In its lengthy, earnest, ponderous birthday tribute to Hillary Clinton, Time ran a sidebar in which eight “famous” women revealed how it feels to be 50. Go ahead, guess how it feels. To quote Time‘s headline, it’s “Fabulous . . . Really!” According to novelist Isabel Allende, women in their 50’s have “wisdom, we have a network, we have a sort of secret strength. . . . We are not so distracted by motherhood, by being attractive, by the sexual energy that was there indiscriminately.” Indiscriminately? One understands why Ms. Allende was chosen to support an article about Hillary Clinton: by all appearances, neither woman has ever heard the words, “Speak for yourself, lady.”
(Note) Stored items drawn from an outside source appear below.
impl TransmitChannel {
    pub fn new(transport: Box<dyn Transport>, on_event: ChannelEventCallback) -> Result<Self, StreamError> {
        let shared = Arc::new(ChannelShared {
            state: Mutex::new(ChannelState::Idle),
            attempt: AtomicU64::new(0),
            failure_reported: AtomicBool::new(false),
            consecutive_drops: AtomicU32::new(0),
            max_consecutive_drops: AtomicU32::new(u32::MAX),
            frames_sent: AtomicU64::new(0),
            frames_dropped: AtomicU64::new(0),
            bytes_sent: AtomicU64::new(0),
            on_event,
        });

        let (commands, command_rx) = unbounded();
        let worker_shared = Arc::clone(&shared);
        let worker = thread::Builder::new()
            .name("transmit-channel".into())
            .spawn(move || NetworkWorker::new(transport, worker_shared).run(command_rx))
            .map_err(|e| StreamError::ConnectFailed(format!("failed to spawn network thread: {}", e)))?;

        Ok(Self {
            shared,
            commands,
            frames: Mutex::new(None),
            worker: Some(worker),
        })
    }

    pub fn state(&self) -> ChannelState {
        *self.shared.state.lock()
    }

    /// Begin exactly one connection attempt. The outcome arrives as a
    /// `Connected` or `ConnectFailed` event carrying the returned attempt id.
    ///
    /// Fails with `Busy` while another attempt or connection is active. A
    /// connection that is still closing does not block: the new attempt runs
    /// on the network thread once the close has finished.
    pub fn connect(&self, endpoint: Url, config: &StreamingConfiguration) -> Result<u64, StreamError> {
        {
            let mut state = self.shared.state.lock();
            if matches!(*state, ChannelState::Connecting | ChannelState::Connected) {
                return Err(StreamError::Busy);
            }
            *state = ChannelState::Connecting;
        }

        let attempt = self.shared.attempt.fetch_add(1, Ordering::SeqCst) + 1;
        self.shared.failure_reported.store(false, Ordering::SeqCst);
        self.shared.consecutive_drops.store(0, Ordering::SeqCst);
        self.shared
            .max_consecutive_drops
            .store(config.max_backpressure_drops, Ordering::SeqCst);

        let (frame_tx, frame_rx) = bounded(config.transmit_queue_capacity);
        *self.frames.lock() = Some(frame_tx);

        let command = Command::Connect {
            endpoint,
            config: config.clone(),
            timeout: config.connect_timeout(),
            attempt,
            frames: frame_rx,
        };
        if self.commands.send(command).is_err() {
            self.shared.set_state(ChannelState::Idle);
            return Err(StreamError::ConnectFailed("network thread has exited".into()));
        }
        Ok(attempt)
    }

    /// Queue one frame for delivery without blocking.
    ///
    /// Frames are ignored (`NotConnected`) unless the channel is connected.
    pub fn send(&self, frame: EncodedFrame) -> Result<(), StreamError> {
        if self.state() != ChannelState::Connected {
            return Err(StreamError::NotConnected);
        }
        let frames = self.frames.lock();
        let Some(sender) = frames.as_ref() else {
            return Err(StreamError::NotConnected);
        };

        match sender.try_send(frame) {
            Ok(()) => {
                self.shared.consecutive_drops.store(0, Ordering::Relaxed);
                Ok(())
            }
            Err(TrySendError::Full(_)) => {
                drop(frames);
                self.record_drop();
                Err(StreamError::Backpressure)
            }
            Err(TrySendError::Disconnected(_)) => Err(StreamError::NotConnected),
        }
    }

    /// Close the connection, flushing queued frames for up to `timeout`.
    ///
    /// Always ends with a `Disconnected` event, whatever the current state.
    pub fn disconnect(&self, timeout: Duration) {
        *self.frames.lock() = None;
        {
            let mut state = self.shared.state.lock();
            if *state == ChannelState::Connected {
                *state = ChannelState::Closing;
            }
        }
        let attempt = self.shared.attempt.load(Ordering::SeqCst);
        if self.commands.send(Command::Disconnect { timeout, attempt }).is_err() {
            log::warn!("Transmit channel already shut down");
        }
    }

    pub fn stats(&self) -> ChannelStats {
        ChannelStats {
            frames_sent: self.shared.frames_sent.load(Ordering::Relaxed),
            frames_dropped: self.shared.frames_dropped.load(Ordering::Relaxed),
            bytes_sent: self.shared.bytes_sent.load(Ordering::Relaxed),
        }
    }

    fn record_drop(&self) {
        let dropped = self.shared.frames_dropped.fetch_add(1, Ordering::Relaxed) + 1;
        let consecutive = self.shared.consecutive_drops.fetch_add(1, Ordering::Relaxed) + 1;
        if dropped == 1 || dropped % 50 == 0 {
            log::warn!(
                "Outbound queue full, dropped {} frames ({} consecutive)",
                dropped,
                consecutive
            );
        }

        let limit = self.shared.max_consecutive_drops.load(Ordering::Relaxed);
        if consecutive >= limit {
            let error = StreamError::TransmitFailed(format!(
                "network too slow: {} consecutive frames dropped",
                consecutive
            ));
            if self.shared.fail(error) {
                *self.frames.lock() = None;
                let _ = self.commands.send(Command::Abort);
            }
        }
    }
}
Time also offered up tennis player Billie Jean King, she, too, full of self-awe. “I think 50 now is what 35 used to be,” she said. “It’s a great age, the best.” (Of all the wonderful Me’s I have ever been, the current Me is the most wonderful!) I am willing to predict that in 15 years, we will be hearing that 65 is what 50 used to be. And after that, when baby boomers start dying off, we will be told that they are dead in a way the world has never seen—more meaningfully dead, more completely dead, stronger and more fully realized in their deadness than any who have gone before. Fabulous . . . really!

Just because 50 is fabulous, you should not get the idea that it’s easy. In fact, today’s female boomers have known trials—glass ceilings, sexist jokes—that would have extinguished lesser spirits. Mrs. Clinton, quoted in Time: “Perhaps it would be easier . . . if we could be handed a pattern and cut it out, just as our mothers and grandmothers and foremothers were. But that is not the way it is today.”
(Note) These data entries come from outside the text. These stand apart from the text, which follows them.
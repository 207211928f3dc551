//! cpal microphone capture source.
//!
//! Opens the selected input device at its native format and delivers f32
//! samples via the `AudioBufferCallback`; the core converts them to the
//! session format.

use std::sync::atomic::{AtomicBool, Ordering};
use std::sync::Arc;
use std::thread;
use std::time::Duration;

use cpal::traits::{DeviceTrait, StreamTrait};
use crossbeam_channel::bounded;
use parking_lot::Mutex;

use audio_streaming_core::models::audio_models::AudioDevice;
use audio_streaming_core::models::error::StreamError;
use audio_streaming_core::traits::capture_source::{AudioBufferCallback, CaptureErrorCallback, CaptureSource};

use crate::device_enumerator::{DeviceEnumerator, SelectedDevice};

const STARTUP_TIMEOUT: Duration = Duration::from_secs(5);

/// Microphone capture through cpal.
///
/// The cpal stream lives on a dedicated thread for its whole life, since
/// streams are not `Send` on every host.
pub struct CpalMicCapture {
    info: AudioDevice,
    running: Arc<AtomicBool>,
    capture_handle: Mutex<Option<thread::JoinHandle<()>>>,
}

impl CpalMicCapture {
    /// Capture from the primary input device, falling back to the secondary.
    pub fn default_device() -> Result<Self, StreamError> {
        let selected = DeviceEnumerator::new().select()?;
        Ok(Self::from_selected(selected))
    }

    /// Capture from a specific input device by name.
    pub fn with_device(name: &str) -> Result<Self, StreamError> {
        let selected = DeviceEnumerator::new().find(name)?;
        Ok(Self::from_selected(selected))
    }

    fn from_selected(selected: SelectedDevice) -> Self {
        Self {
            info: selected.info,
            running: Arc::new(AtomicBool::new(false)),
            capture_handle: Mutex::new(None),
        }
    }
}

impl CaptureSource for CpalMicCapture {
    fn is_available(&self) -> bool {
        DeviceEnumerator::new().find(&self.info.name).is_ok()
    }

    fn start(&mut self, on_buffer: AudioBufferCallback, on_error: CaptureErrorCallback) -> Result<(), StreamError> {
        if self.running.swap(true, Ordering::SeqCst) {
            return Err(StreamError::ConfigurationFailed("mic capture already running".into()));
        }

        let running = Arc::clone(&self.running);
        let device_name = self.info.name.clone();
        let (ready_tx, ready_rx) = bounded::<Result<(), StreamError>>(1);

        let spawned = thread::Builder::new()
            .name("cpal-mic-capture".into())
            .spawn(move || {
                let stream = match open_stream(&device_name, on_buffer, on_error) {
                    Ok(stream) => {
                        let _ = ready_tx.send(Ok(()));
                        stream
                    }
                    Err(e) => {
                        let _ = ready_tx.send(Err(e));
                        running.store(false, Ordering::SeqCst);
                        return;
                    }
                };

                while running.load(Ordering::SeqCst) {
                    thread::sleep(Duration::from_millis(20));
                }
                drop(stream);
                log::debug!("Mic capture thread exiting");
            });

        let handle = match spawned {
            Ok(handle) => handle,
            Err(e) => {
                self.running.store(false, Ordering::SeqCst);
                return Err(StreamError::ConfigurationFailed(format!(
                    "failed to spawn mic thread: {}",
                    e
                )));
            }
        };

        let ready = ready_rx
            .recv_timeout(STARTUP_TIMEOUT)
            .unwrap_or(Err(StreamError::Timeout));
        if let Err(e) = ready {
            self.running.store(false, Ordering::SeqCst);
            let _ = handle.join();
            return Err(e);
        }

        *self.capture_handle.lock() = Some(handle);
        log::info!("Mic capture started on '{}'", self.info.name);
        Ok(())
    }

    fn stop(&mut self) -> Result<(), StreamError> {
        self.running.store(false, Ordering::SeqCst);
        if let Some(handle) = self.capture_handle.lock().take() {
            if handle.join().is_err() {
                log::error!("Mic capture thread panicked");
            }
        }
        Ok(())
    }

    fn device_info(&self) -> AudioDevice {
        self.info.clone()
    }
}

impl Drop for CpalMicCapture {
    fn drop(&mut self) {
        let _ = self.stop();
    }
}

/// Open and start an input stream at the device's native configuration.
fn open_stream(
    device_name: &str,
    on_buffer: AudioBufferCallback,
    on_error: CaptureErrorCallback,
) -> Result<cpal::Stream, StreamError> {
    let SelectedDevice { device, .. } = DeviceEnumerator::new().find(device_name)?;

    let default_config = device.default_input_config().map_err(|e| {
        StreamError::ConfigurationFailed(format!("failed to query default input config: {}", e))
    })?;
    let sample_rate = u32::from(default_config.sample_rate());
    let channels = default_config.channels();
    let sample_format = default_config.sample_format();
    let stream_config: cpal::StreamConfig = default_config.into();

    log::info!(
        "Opening '{}' at native format {} Hz, {} ch, {:?}",
        device_name,
        sample_rate,
        channels,
        sample_format
    );

    let err_callback = move |err: cpal::StreamError| match err {
        cpal::StreamError::DeviceNotAvailable => {
            log::error!("Input device disconnected");
            on_error(StreamError::DeviceUnavailable);
        }
        other => log::warn!("Audio stream error: {}", other),
    };

    let stream = match sample_format {
        cpal::SampleFormat::F32 => device.build_input_stream(
            &stream_config,
            move |data: &[f32], _: &cpal::InputCallbackInfo| {
                on_buffer(data, sample_rate, channels);
            },
            err_callback,
            None,
        ),
        cpal::SampleFormat::I16 => device.build_input_stream(
            &stream_config,
            move |data: &[i16], _: &cpal::InputCallbackInfo| {
                let samples: Vec<f32> = data.iter().map(|&s| s as f32 / i16::MAX as f32).collect();
                on_buffer(&samples, sample_rate, channels);
            },
            err_callback,
            None,
        ),
        cpal::SampleFormat::U16 => device.build_input_stream(
            &stream_config,
            move |data: &[u16], _: &cpal::InputCallbackInfo| {
                let samples: Vec<f32> = data
                    .iter()
                    .map(|&s| (s as f32 - 32_768.0) / 32_768.0)
                    .collect();
                on_buffer(&samples, sample_rate, channels);
            },
            err_callback,
            None,
        ),
        other => {
            return Err(StreamError::ConfigurationFailed(format!(
                "unsupported native sample format: {:?}",
                other
            )))
        }
    }
    .map_err(|e| StreamError::ConfigurationFailed(format!("failed to build input stream: {}", e)))?;

    stream
        .play()
        .map_err(|e| StreamError::ConfigurationFailed(format!("failed to start input stream: {}", e)))?;
    Ok(stream)
}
That particular observation from America’s foremost contemporary trailblazer, pioneer, and earth mama raises a question. Has any group of women ever been dumped on, to such a degree and with such self-confident carelessness, as have the mothers of 60’s feminists (in public and by their own daughters yet)? I don’t know about Hillary Clinton’s “foremothers,” but mine didn’t have “patterns,” they had lives—lives so demanding and unpredictable that the first lesson of existence was: you are not the center of the universe. In turn, this perspective gave my foremothers “a sort of secret strength,” to use Ms. Allende’s phrase, a strength secret enough not to be squandered, but available enough to clean the clock of any little snot—even a middle-aged little snot—who dared to condescend to them in the manner of Hillary Clinton.
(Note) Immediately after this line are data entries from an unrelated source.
//! # audio-streaming-core
//!
//! Platform-agnostic live audio streaming core.
//!
//! Turns a capture callback into a time-ordered, encoded, network-delivered
//! stream and reports the connection lifecycle through a single state
//! machine. Host backends implement `CaptureSource` (and optionally
//! `AuthorizationProvider`) and plug into the generic `StreamingSession`.
//!
//! ## Architecture
//!
//! ```text
//! audio-streaming-core (this crate)
//! ├── traits/       ← CaptureSource, AudioEncoder, Transport, AuthorizationProvider, StreamingDelegate
//! ├── models/       ← StreamError, StreamState, StreamingConfiguration, AuthorizationStatus, etc.
//! ├── processing/   ← FormatConverter, PcmFrameEncoder
//! ├── transmit/     ← TransmitChannel (network thread), TcpTransport
//! └── session/      ← StreamingSession (controller), AuthorizationGate, Notifier, Pipeline
//! ```
//!
//! ## Data flow
//!
//! ```text
//! [CaptureSource] → FormatConverter → [buffer queue] → [AudioEncoder] → [frame queue] → [Transport]
//!   audio thread       mute/timestamp    drop-oldest     encode thread     drop-newest    network thread
//! ```

pub mod models;
pub mod processing;
pub mod session;
pub mod traits;
pub mod transmit;

// Re-export key types at crate root for convenience.
pub use models::audio_models::{AudioBuffer, AudioDevice, DeviceRole, EncodedFrame, SessionDiagnostics};
pub use models::authorization::AuthorizationStatus;
pub use models::config::StreamingConfiguration;
pub use models::error::StreamError;
pub use models::state::StreamState;
pub use processing::format_converter::FormatConverter;
pub use processing::pcm_encoder::PcmFrameEncoder;
pub use session::authorization_gate::{AuthorizationGate, StatusListener};
pub use session::streaming_session::StreamingSession;
pub use traits::audio_encoder::AudioEncoder;
pub use traits::authorization_provider::{AuthorizationProvider, HostGranted};
pub use traits::capture_source::{AudioBufferCallback, CaptureErrorCallback, CaptureSource};
pub use traits::stream_delegate::StreamingDelegate;
pub use traits::transport::Transport;
pub use transmit::channel::{ChannelEvent, ChannelState, ChannelStats, TransmitChannel};
pub use transmit::tcp::{parse_endpoint, TcpTransport};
Let’s get real here. With her dependence on “ferociously protective aides,” her reliance on public opinion polls, her existence in a place her friends call “Hillaryland,” and her access to likeminded boomer journalists, Hillary Clinton is, to use the Chicago vernacular, a candy-ass when compared to just about anybody’s foremothers. Even when viewed in the context of her contemporaries, Mrs. Clinton’s existence stands in stark contrast to others’, utterly free as it is of the normal demands (which is not to say the feelings) of female life—cooking, cleaning, shopping, driving. I do not begrudge Mrs. Clinton her freedoms (there is nothing inherently character-building in cooking, cleaning, shopping, and driving), but I do believe she should seek the grace to admit that she does not live the life of an Everywoman and never has.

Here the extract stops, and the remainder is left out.